Nothing should be left out when you copy the entries below.

╔══

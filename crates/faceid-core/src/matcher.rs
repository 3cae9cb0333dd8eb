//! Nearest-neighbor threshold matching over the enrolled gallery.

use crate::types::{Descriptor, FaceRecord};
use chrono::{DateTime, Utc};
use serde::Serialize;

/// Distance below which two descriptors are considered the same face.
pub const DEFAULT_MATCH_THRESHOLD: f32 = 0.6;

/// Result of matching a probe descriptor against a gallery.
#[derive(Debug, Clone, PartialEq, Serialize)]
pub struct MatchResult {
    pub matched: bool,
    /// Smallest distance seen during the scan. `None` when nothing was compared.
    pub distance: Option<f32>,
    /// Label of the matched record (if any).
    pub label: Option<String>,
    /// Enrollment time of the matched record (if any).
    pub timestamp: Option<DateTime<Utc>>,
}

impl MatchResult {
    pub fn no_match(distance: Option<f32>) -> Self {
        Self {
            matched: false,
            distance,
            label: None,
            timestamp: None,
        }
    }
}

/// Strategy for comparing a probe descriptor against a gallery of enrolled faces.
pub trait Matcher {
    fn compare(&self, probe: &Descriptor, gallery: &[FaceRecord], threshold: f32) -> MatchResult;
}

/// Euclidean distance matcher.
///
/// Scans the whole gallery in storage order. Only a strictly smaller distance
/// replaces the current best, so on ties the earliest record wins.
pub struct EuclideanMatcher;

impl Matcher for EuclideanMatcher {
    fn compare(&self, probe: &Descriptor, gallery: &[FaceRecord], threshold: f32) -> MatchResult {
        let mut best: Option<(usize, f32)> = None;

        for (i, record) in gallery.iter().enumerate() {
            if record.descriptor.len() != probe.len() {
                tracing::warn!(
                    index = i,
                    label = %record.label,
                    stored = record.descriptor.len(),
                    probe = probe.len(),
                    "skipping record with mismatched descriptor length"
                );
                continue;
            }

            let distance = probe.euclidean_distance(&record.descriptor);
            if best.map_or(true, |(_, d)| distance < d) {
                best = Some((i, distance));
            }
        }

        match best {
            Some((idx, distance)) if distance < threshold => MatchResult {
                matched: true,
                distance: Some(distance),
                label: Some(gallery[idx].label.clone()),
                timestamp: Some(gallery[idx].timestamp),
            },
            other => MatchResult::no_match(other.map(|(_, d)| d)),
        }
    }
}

╚══

__SOLUTION__:
filename crates/faceid-core/src/matcher.rs
repository 3cae9cb0333dd8eb
//! Nearest-neighbor threshold matching over the enrolled gallery.

use crate::types::{Descriptor, FaceRecord};
use chrono::{DateTime, Utc};
use serde::Serialize;

/// Distance below which two descriptors are considered the same face.
pub const DEFAULT_MATCH_THRESHOLD: f32 = 0.6;

/// Result of matching a probe descriptor against a gallery.
#[derive(Debug, Clone, PartialEq, Serialize)]
pub struct MatchResult {
    pub matched: bool,
    /// Smallest distance seen during the scan. `None` when nothing was compared.
    pub distance: Option<f32>,
    /// Label of the matched record (if any).
    pub label: Option<String>,
    /// Enrollment time of the matched record (if any).
    pub timestamp: Option<DateTime<Utc>>,
}

impl MatchResult {
    pub fn no_match(distance: Option<f32>) -> Self {
        Self {
            matched: false,
            distance,
            label: None,
            timestamp: None,
        }
    }
}

/// Strategy for comparing a probe descriptor against a gallery of enrolled faces.
pub trait Matcher {
    fn compare(&self, probe: &Descriptor, gallery: &[FaceRecord], threshold: f32) -> MatchResult;
}

/// Euclidean distance matcher.
///
/// Scans the whole gallery in storage order. Only a strictly smaller distance
/// replaces the current best, so on ties the earliest record wins.
pub struct EuclideanMatcher;

impl Matcher for EuclideanMatcher {
    fn compare(&self, probe: &Descriptor, gallery: &[FaceRecord], threshold: f32) -> MatchResult {
        let mut best: Option<(usize, f32)> = None;

        for (i, record) in gallery.iter().enumerate() {
            if record.descriptor.len() != probe.len() {
                tracing::warn!(
                    index = i,
                    label = %record.label,
                    stored = record.descriptor.len(),
                    probe = probe.len(),
                    "skipping record with mismatched descriptor length"
                );
                continue;
            }

            let distance = probe.euclidean_distance(&record.descriptor);
            if best.map_or(true, |(_, d)| distance < d) {
                best = Some((i, distance));
            }
        }

        match best {
            Some((idx, distance)) if distance < threshold => MatchResult {
                matched: true,
                distance: Some(distance),
                label: Some(gallery[idx].label.clone()),
                timestamp: Some(gallery[idx].timestamp),
            },
            other => MatchResult::no_match(other.map(|(_, d)| d)),
        }
    }
}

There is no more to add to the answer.